My recent walking forays into the rice paddy here in Ratchaburi have been a cause of great concern, specifically the absence of male Pied Harriers. It’s been the same at the reservoir – no evidence of any action in last year’s roost or elsewhere, but I’ve hardly been persistent at this site in recent months so no matter.

Over the last few weeks I’ve seen a single female and a juvenile but not until this evening, a glorious sun-drenched evening with a very pleasant cooling breeze, has the male been good enough to put in an appearance. In fact there were two close together so no possibility of them being the same bird. Four Easter Marsh Harriers were on the premises too, plus one female Pied.

Last week my harrier hopes were boosted as I was caught short at the beginning of an almighty storm. Unfortunately light conditions were awful but it put seven harriers up into the sky at a distance though I was unable to make out any species. This was simply a signal that harriers were back in numbers. Tonight was final confirmation.
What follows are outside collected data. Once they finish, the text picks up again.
// ============================================================================
// Shared Kernel - Value objects and guards used by every aggregate
// ============================================================================

pub mod aggregate;
pub mod guard;
pub mod location;

pub use aggregate::AggregateRoot;
pub use guard::{join, join_nested, GuardError, ValidationErrors};
pub use location::Location;
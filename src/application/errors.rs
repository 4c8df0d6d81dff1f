use uuid::Uuid;

use crate::domain::courier::CourierError;
use crate::domain::kernel::ValidationErrors;
use crate::domain::order::OrderError;
use crate::domain::services::DispatcherError;
use crate::persistence::RepositoryError;
use crate::utils::IsTransient;

// ============================================================================
// Application Errors
// ============================================================================

#[derive(Debug, thiserror::Error)]
pub enum DispatchError {
    #[error("Repository failure: {0}")]
    Repository(#[from] RepositoryError),

    #[error(transparent)]
    Courier(#[from] CourierError),

    #[error(transparent)]
    Order(#[from] OrderError),

    #[error("Invalid input: {0}")]
    Validation(#[from] ValidationErrors),

    #[error("No free courier can take order {0}")]
    NoCourierAvailable(Uuid),
}

impl DispatchError {
    /// Stable label for metrics
    pub fn reason(&self) -> &'static str {
        match self {
            DispatchError::Repository(RepositoryError::NotFound { .. }) => "not_found",
            DispatchError::Repository(_) => "repository",
            DispatchError::Courier(_) => "courier_rule",
            DispatchError::Order(_) => "order_rule",
            DispatchError::Validation(_) => "validation",
            DispatchError::NoCourierAvailable(_) => "no_courier_available",
        }
    }
}

impl From<DispatcherError> for DispatchError {
    fn from(error: DispatcherError) -> Self {
        match error {
            DispatcherError::NoCourierAvailable(order_id) => DispatchError::NoCourierAvailable(order_id),
            DispatcherError::Courier(e) => DispatchError::Courier(e),
            DispatcherError::Order(e) => DispatchError::Order(e),
        }
    }
}

impl IsTransient for DispatchError {
    fn is_transient(&self) -> bool {
        match self {
            DispatchError::Repository(e) => e.is_transient(),
            _ => false,
        }
    }
}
One solitary Brown Shrike was conspicuous by it being the only instance of this species seen today. They are normally ubiquitous. This is really a reminder to keep my eyes open in future visits.

News reaches me this evening via Facebook of three Rose-ringed Parakeets in nearby Photoram. Should be less than a thirty minute drive so there might be an after school twitch en famille. There’s also a Northern Lapwing up north, where else (!), and I am hoping this bird sticks around as I would love to add it to my Thai list. I have happy memories going back twenty-five years when I tagged along with a birder friend to Valley in Anglesey, Wales. There we watched huge flocks of plain Lapwing, as they are known in the UK. A memorable visual feast for this then non-birder. If memory is correct we headed later that day to see Chough at South Stack.